Claret’s previous “major label fiasco’s” drove her to seek creative satisfaction elsewhere (and new indie label), and she’s finally making music the way she’s always wanted to — as the bad girl of blue-eyed soul. I talked with her about her love for 60’s music and at extreme length about film, her other passion, during which time she gushed about “Labyrinth” and David Bowie. “Hells yeah, that’s the one acceptable use of spandex in the world, David Bowie’s pants!” she raved, accurately. I know she wouldn’t mind living in “A Hard Days Night,” eternally following the Beatles around either. She also proclaimed her undying love for “Meatballs.” It was a discussion about Bond movies though where we stumbled on a take away meant for one Daniel Craig. Chantal Claret’s record comes out June 19th on The End.

 

This is all such a big departure from Morningwood  and what you were known for in the past, how did you come to such a musical reinvention?

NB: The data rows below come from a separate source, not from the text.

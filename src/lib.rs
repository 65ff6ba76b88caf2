// Export modules for library usage
pub mod cli;
pub mod commands;
pub mod config;
pub mod core;
pub mod docstring;
pub mod emit;
pub mod infer;
pub mod parse;
pub mod reconcile;
pub mod syntax;

// Re-export commonly used types
pub use crate::core::{
    DefaultValue, DocstringFormat, DoctransError, FunctionKind, Header, IntermediateRepr, ParamMap,
    ParamVal, Result, RETURN_KEY,
};

pub use crate::docstring::{
    detect_dialect, emit_docstring, parse as parse_docstring_with_returns, parse_docstring,
    Detection, DocstringEmitOptions, ParsedDocstring,
};

pub use crate::infer::{
    fill_missing_types, infer, parse_adhoc_doc_for_typ, InferenceRule, TypeInferencer,
};

pub use crate::parse::ParseOptions;

pub use crate::emit::{ClassOptions, EmitOptions, TableOptions};

pub use crate::config::{load_config, DoctransConfig};

pub use crate::syntax::{parse_expression, parse_module, parse_statement, to_source};
//! Function definitions to IR

use super::{documented_ir, ParseOptions};
use crate::core::errors::Result;
use crate::core::ir::{Header, IntermediateRepr, ParamVal};
use crate::core::values::{DefaultValue, FunctionKind};
use crate::infer;
use crate::reconcile;
use crate::syntax::{body_without_docstring, expr_to_source, Arg, FunctionDef, Stmt};
use tracing::debug;

/// How the function binds its first argument, from decorators then the
/// first parameter name
pub fn function_kind(def: &FunctionDef) -> FunctionKind {
    for decorator in &def.decorators {
        match decorator.dotted_name().as_deref() {
            Some("staticmethod") => return FunctionKind::Static,
            Some("classmethod") => return FunctionKind::ClassMethod,
            _ => {}
        }
    }
    match def.args.positional().next().map(|arg| arg.name.as_str()) {
        Some("self") => FunctionKind::SelfMethod,
        Some("cls") => FunctionKind::ClassMethod,
        _ => FunctionKind::Static,
    }
}

fn arg_to_param(arg: &Arg) -> ParamVal {
    ParamVal {
        typ: arg.annotation.as_ref().map(expr_to_source),
        doc: None,
        default: arg.default.as_ref().map(DefaultValue::from_expr),
    }
}

/// Parse a function: signature, `-> T`, docstring, final `return <expr>` and
/// the remaining body statements
pub fn function(def: &FunctionDef, options: &ParseOptions) -> Result<IntermediateRepr> {
    debug!(name = %def.name, "Parsing function");
    let kind = function_kind(def);

    let mut structural = IntermediateRepr {
        name: (!def.name.is_empty()).then(|| def.name.clone()),
        kind: Some(kind),
        header: Header::function(def.decorators.clone(), def.is_async),
        ..IntermediateRepr::default()
    };

    let skip_first = usize::from(kind.first_arg().is_some_and(|first| {
        def.args.positional().next().is_some_and(|arg| arg.name == first)
    }));
    for arg in def
        .args
        .positional()
        .skip(skip_first)
        .chain(def.args.kwonlyargs.iter())
    {
        structural.params.insert(arg.name.clone(), arg_to_param(arg));
    }
    for star in [&def.args.vararg, &def.args.kwarg].into_iter().flatten() {
        debug!(name = %star.name, "Dropping variadic parameter");
    }

    // the printer restores `pass` for an empty body
    let mut body: Vec<Stmt> = body_without_docstring(&def.body)
        .iter()
        .filter(|stmt| !matches!(stmt, Stmt::Pass))
        .cloned()
        .collect();
    let returned = match body.last() {
        Some(Stmt::Return(Some(value))) => Some(DefaultValue::from_expr(value)),
        _ => None,
    };
    if returned.is_some() {
        body.pop();
    }
    structural.body = body;

    if def.returns.is_some() || returned.is_some() {
        structural.returns = Some(ParamVal {
            typ: def.returns.as_ref().map(expr_to_source),
            doc: None,
            default: returned,
        });
    }

    let mut ir = match documented_ir(&def.body, options) {
        Some((documented, _)) => reconcile::merge(structural, documented),
        None => structural,
    };
    if options.infer_type {
        infer::fill_missing_types(&mut ir);
    }
    Ok(ir)
}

Musically it is yes, but this is 100% me.  This is the type of music I grew up listening to. Since I was 15, I would go out to mod clubs — I was a self proclaimed mod — I was in a short film called “American Mod” [laughs]. So I grew up dancing to 60’s music, if anything, it’s Morningwood that was weird for me. The 80’s inspired pop tunes were a switch for me. This is me with no filter.

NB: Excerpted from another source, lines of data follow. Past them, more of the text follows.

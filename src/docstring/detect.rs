//! Documentation dialect detection.
//!
//! Dialects are tried in a fixed order (reST, NumPy, Google) and the first
//! one with any marker wins. Confidence is the share of non-blank lines that
//! are markers of the winning dialect.

use crate::core::values::DocstringFormat;
use once_cell::sync::Lazy;
use regex::Regex;

static REST_FIELD: Lazy<Regex> = Lazy::new(|| {
    Regex::new(
        r"^\s*:(?:param|parameter|arg|argument|key|keyword|cvar|ivar|var|type|vartype|returns?|rtype|raises?)\b",
    )
    .unwrap()
});

static NUMPY_HEADER: Lazy<Regex> = Lazy::new(|| {
    Regex::new(
        r"^\s*(?:Parameters|Other Parameters|Attributes|Returns|Yields|Raises|Warns|See Also|Notes|Examples|References)\s*$",
    )
    .unwrap()
});

static NUMPY_UNDERLINE: Lazy<Regex> = Lazy::new(|| Regex::new(r"^\s*-{3,}\s*$").unwrap());

static GOOGLE_HEADER: Lazy<Regex> = Lazy::new(|| {
    Regex::new(
        r"^\s*(?:Args|Arguments|Parameters|Params|Attributes|Keyword Args|Keyword Arguments|Other Parameters|Returns|Return|Yields|Raises)\s*:\s*$",
    )
    .unwrap()
});

#[derive(Debug, Clone, Copy, PartialEq)]
pub struct Detection {
    pub format: DocstringFormat,
    /// In `(0, 1]` when markers were seen, `0.0` for plain prose
    pub confidence: f64,
}

type MarkerCounter = fn(&[&str]) -> usize;

/// Detection order
const DIALECTS: [(DocstringFormat, MarkerCounter); 3] = [
    (DocstringFormat::Rest, count_rest_markers),
    (DocstringFormat::Numpy, count_numpy_markers),
    (DocstringFormat::Google, count_google_markers),
];

/// Detect the dialect of a documentation block
pub fn detect_dialect(text: &str) -> Detection {
    let lines: Vec<&str> = text.lines().filter(|line| !line.trim().is_empty()).collect();
    if lines.is_empty() {
        return Detection {
            format: DocstringFormat::Rest,
            confidence: 0.0,
        };
    }

    DIALECTS
        .iter()
        .find_map(|(format, count)| {
            let markers = count(&lines);
            (markers > 0).then(|| Detection {
                format: *format,
                confidence: (markers as f64 / lines.len() as f64).min(1.0),
            })
        })
        .unwrap_or(Detection {
            format: DocstringFormat::Rest,
            confidence: 0.0,
        })
}

fn count_rest_markers(lines: &[&str]) -> usize {
    lines.iter().filter(|line| REST_FIELD.is_match(line)).count()
}

fn count_numpy_markers(lines: &[&str]) -> usize {
    lines
        .windows(2)
        .filter(|pair| NUMPY_HEADER.is_match(pair[0]) && NUMPY_UNDERLINE.is_match(pair[1]))
        .count()
        * 2
}

fn count_google_markers(lines: &[&str]) -> usize {
    lines.iter().filter(|line| GOOGLE_HEADER.is_match(line)).count()
}

#[cfg(test)]
mod tests {
    use super::*;
    use indoc::indoc;

    #[test]
    fn test_detect_rest() {
        let detection = detect_dialect(indoc! {"
            Summary

            :param x: the x
            :type x: ```int```
        "});
        assert_eq!(detection.format, DocstringFormat::Rest);
        assert!((detection.confidence - 2.0 / 3.0).abs() < 1e-9);
    }

    #[test]
    fn test_detect_numpy_before_google() {
        let detection = detect_dialect(indoc! {"
            Summary

            Parameters
            ----------
            x : int
                the x
        "});
        assert_eq!(detection.format, DocstringFormat::Numpy);
        assert!(detection.confidence > 0.0);
    }

    #[test]
    fn test_detect_google() {
        let detection = detect_dialect(indoc! {"
            Summary

            Args:
                x (int): the x
        "});
        assert_eq!(detection.format, DocstringFormat::Google);
        assert!((detection.confidence - 1.0 / 3.0).abs() < 1e-9);
    }

    #[test]
    fn test_prose_has_zero_confidence() {
        assert_eq!(
            detect_dialect("Just some words.\nNothing more."),
            Detection {
                format: DocstringFormat::Rest,
                confidence: 0.0
            }
        );
        assert_eq!(detect_dialect("").confidence, 0.0);
    }
}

The song, “The Pleasure Seeker,” is actually about your Dad?

Yeah it’s about my Dad [laughs]. It’s not the most becoming song in the entire world, so I was absolutely petrified about playing for him, like shitting my pants petrified.  And he flipped! He plays it for everyone. There’s a line in it, “a skinny little woman is gonna be your fatal flaw,” which is not a compliment. And that is a quote from him, “a skinny little woman is gonna be my fatal flaw,” he said. That’s not an awesome thing to admit, but he called up one of his girlfriends at the time and was like, “there’s a line about you in it!”

You even sing, “don’t tell him about this, ’cause it’ll go to this head.”

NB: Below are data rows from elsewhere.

//! Owned Python syntax model.
//!
//! Only the shapes the structural parsers and emitters reason about are
//! modeled; everything else is carried as [`Expr::Raw`] / [`Stmt::Raw`]
//! source text and printed back unchanged.

#[derive(Debug, Clone, PartialEq)]
pub enum Constant {
    None,
    Bool(bool),
    Str(String),
    /// Integer or float literal, as written
    Number(String),
}

#[derive(Debug, Clone, PartialEq)]
pub enum Expr {
    Name(String),
    Constant(Constant),
    Attribute { value: Box<Expr>, attr: String },
    Call(Call),
    Tuple(Vec<Expr>),
    List(Vec<Expr>),
    /// Any other expression, as source text
    Raw(String),
}

#[derive(Debug, Clone, PartialEq)]
pub struct Call {
    pub func: Box<Expr>,
    pub args: Vec<Expr>,
    pub keywords: Vec<Keyword>,
}

/// `arg=value`, or `**value` when `arg` is `None`
#[derive(Debug, Clone, PartialEq)]
pub struct Keyword {
    pub arg: Option<String>,
    pub value: Expr,
}

#[derive(Debug, Clone, PartialEq)]
pub enum Stmt {
    Expr(Expr),
    Assign {
        target: Expr,
        value: Expr,
    },
    AnnAssign {
        target: Expr,
        annotation: Expr,
        value: Option<Expr>,
    },
    FunctionDef(FunctionDef),
    ClassDef(ClassDef),
    Return(Option<Expr>),
    Pass,
    /// Any other statement (or a comment), dedented to column zero
    Raw(String),
}

#[derive(Debug, Clone, PartialEq, Default)]
pub struct Arg {
    pub name: String,
    pub annotation: Option<Expr>,
    pub default: Option<Expr>,
}

#[derive(Debug, Clone, PartialEq, Default)]
pub struct Arguments {
    pub posonlyargs: Vec<Arg>,
    pub args: Vec<Arg>,
    pub vararg: Option<Arg>,
    pub kwonlyargs: Vec<Arg>,
    pub kwarg: Option<Arg>,
}

#[derive(Debug, Clone, PartialEq, Default)]
pub struct FunctionDef {
    pub name: String,
    pub decorators: Vec<Expr>,
    pub is_async: bool,
    pub args: Arguments,
    pub returns: Option<Expr>,
    pub body: Vec<Stmt>,
}

#[derive(Debug, Clone, PartialEq, Default)]
pub struct ClassDef {
    pub name: String,
    pub decorators: Vec<Expr>,
    pub bases: Vec<Expr>,
    pub keywords: Vec<Keyword>,
    pub body: Vec<Stmt>,
}

impl Expr {
    pub fn name(id: impl Into<String>) -> Self {
        Self::Name(id.into())
    }

    pub fn str(value: impl Into<String>) -> Self {
        Self::Constant(Constant::Str(value.into()))
    }

    pub fn attr(value: Expr, attr: impl Into<String>) -> Self {
        Self::Attribute {
            value: Box::new(value),
            attr: attr.into(),
        }
    }

    pub fn call(func: Expr, args: Vec<Expr>, keywords: Vec<Keyword>) -> Self {
        Self::Call(Call {
            func: Box::new(func),
            args,
            keywords,
        })
    }

    /// String constant contents
    pub fn as_str(&self) -> Option<&str> {
        match self {
            Self::Constant(Constant::Str(s)) => Some(s),
            _ => None,
        }
    }

    pub fn as_call(&self) -> Option<&Call> {
        match self {
            Self::Call(call) => Some(call),
            _ => None,
        }
    }

    /// `a.b.c` for names and attribute chains
    pub fn dotted_name(&self) -> Option<String> {
        match self {
            Self::Name(id) => Some(id.clone()),
            Self::Attribute { value, attr } => {
                value.dotted_name().map(|base| format!("{base}.{attr}"))
            }
            _ => None,
        }
    }
}

impl Keyword {
    pub fn new(arg: impl Into<String>, value: Expr) -> Self {
        Self {
            arg: Some(arg.into()),
            value,
        }
    }
}

impl Call {
    /// Last segment of the callee (`Column` for both `Column` and `sa.Column`)
    pub fn callee_name(&self) -> Option<&str> {
        match self.func.as_ref() {
            Expr::Name(id) => Some(id),
            Expr::Attribute { attr, .. } => Some(attr),
            _ => None,
        }
    }

    pub fn keyword(&self, name: &str) -> Option<&Expr> {
        self.keywords
            .iter()
            .find(|k| k.arg.as_deref() == Some(name))
            .map(|k| &k.value)
    }
}

impl Arg {
    pub fn new(name: impl Into<String>) -> Self {
        Self {
            name: name.into(),
            ..Self::default()
        }
    }
}

impl Arguments {
    /// Positional-only then positional-or-keyword arguments
    pub fn positional(&self) -> impl Iterator<Item = &Arg> {
        self.posonlyargs.iter().chain(self.args.iter())
    }
}

impl Stmt {
    pub fn docstring(text: impl Into<String>) -> Self {
        Self::Expr(Expr::str(text))
    }

    /// Contents when this statement is a bare string literal
    pub fn as_docstring(&self) -> Option<&str> {
        match self {
            Self::Expr(expr) => expr.as_str(),
            _ => None,
        }
    }

    pub fn as_function(&self) -> Option<&FunctionDef> {
        match self {
            Self::FunctionDef(def) => Some(def),
            _ => None,
        }
    }

    pub fn as_class(&self) -> Option<&ClassDef> {
        match self {
            Self::ClassDef(def) => Some(def),
            _ => None,
        }
    }
}

/// Docstring of a body, if its first statement is a string literal
pub fn body_docstring(body: &[Stmt]) -> Option<&str> {
    body.first().and_then(Stmt::as_docstring)
}

/// Statements after a leading docstring
pub fn body_without_docstring(body: &[Stmt]) -> &[Stmt] {
    match body_docstring(body) {
        Some(_) => &body[1..],
        None => body,
    }
}

/// Function named `name`, or the first function when `name` is `None`
pub fn find_function<'a>(stmts: &'a [Stmt], name: Option<&str>) -> Option<&'a FunctionDef> {
    stmts
        .iter()
        .filter_map(Stmt::as_function)
        .find(|def| name.map_or(true, |n| def.name == n))
}

/// Class named `name`, or the first class when `name` is `None`
pub fn find_class<'a>(stmts: &'a [Stmt], name: Option<&str>) -> Option<&'a ClassDef> {
    stmts
        .iter()
        .filter_map(Stmt::as_class)
        .find(|def| name.map_or(true, |n| def.name == n))
}

/// First call expression in `stmts` whose callee is `callee`, looking
/// through expression statements and assignment values
pub fn find_call<'a>(stmts: &'a [Stmt], callee: &str) -> Option<&'a Call> {
    stmts.iter().find_map(|stmt| {
        let expr = match stmt {
            Stmt::Expr(expr) | Stmt::Assign { value: expr, .. } => expr,
            Stmt::AnnAssign {
                value: Some(expr), ..
            } => expr,
            _ => return None,
        };
        expr.as_call()
            .filter(|call| call.callee_name() == Some(callee))
    })
}

#[cfg(test)]
mod tests {
    use super::*;

    #[test]
    fn test_dotted_name() {
        let expr = Expr::attr(Expr::attr(Expr::name("tf"), "data"), "Dataset");
        assert_eq!(expr.dotted_name().as_deref(), Some("tf.data.Dataset"));
        assert_eq!(Expr::str("x").dotted_name(), None);
    }

    #[test]
    fn test_callee_name_ignores_module_prefix() {
        let call = Call {
            func: Box::new(Expr::attr(Expr::name("sa"), "Column")),
            args: vec![],
            keywords: vec![Keyword::new("nullable", Expr::Constant(Constant::Bool(true)))],
        };
        assert_eq!(call.callee_name(), Some("Column"));
        assert!(call.keyword("nullable").is_some());
        assert!(call.keyword("doc").is_none());
    }

    #[test]
    fn test_body_docstring() {
        let body = vec![Stmt::docstring("Doc"), Stmt::Pass];
        assert_eq!(body_docstring(&body), Some("Doc"));
        assert_eq!(body_without_docstring(&body), &[Stmt::Pass]);
        assert_eq!(body_docstring(&[Stmt::Pass]), None);
    }
}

Yeah!  I mean, he’s a character. And I had a lot of issues with him, you know? I wrote a couple songs about him in Morningwood too, and he always seems to take it as a compliment, which is funny, ’cause none of them are that nice. But ultimately, I think he looked past all the negatives and saw the underlying message that, I love him, I do. He’s my dad.

How did he kill a man, or is that a little tongue-in-cheek?

No, it’s a true story, and he took really big pride in it. My father was an art dealer. He told me this whole long story about how a man committed suicide and he thinks he had a part in it, because my dad was telling him stuff. It was horrifying to me.

He talked a man to his death?

He didn’t talk the man into it, but the man was so depressed and my Dad definitely didn’t, you know, help. It wasn’t like, Kevorkian or a mental coercion scenario.

Art dealers, you say? Maybe we shouldn’t say more.

Yeah, my father is an art dealer, or was an art dealer. There’s a lot of shady stuff in the art world.

Are you a fan of “The Walking Dead?”

Yeah! I’m actually friends with Rooker, he’s on it. Michael Rooker [who is rumored to return for season 3].

Right I heard that, and some of the inspiration for “Pop Pop, Bang, Bang” came from shooting guns with him?

Yeah, I took my husband for his birthday, on his private range. We were doing crazy stuff, like walking and shooting and we got out this stuffed animal that we had in the back of our car, and we were shooting it [laughs]. I love guns, I always have. It’s such a great sport, I don’t have any in my house but, I gotta say everybody looks cool with a six shooter…. so he took us shooting and he was saying all this cool gun slang. Ultimately when I was writing, I called him and I was like, hey tell me all that stuff again. But he went into this whole history of guns and .22’s, and proper terminology, and I was like you’re talking too much Rooker!  So that’s why it ended up just being, “Pop Pop, Bang, Bang.”

 

 

What’s your favorite gun?

A .22! I love me some classic old school, six shooter lookin’ .22. It’s bad ass and I love wearing a holster.  I wear a holster as a — I put my microphone in my gun holster.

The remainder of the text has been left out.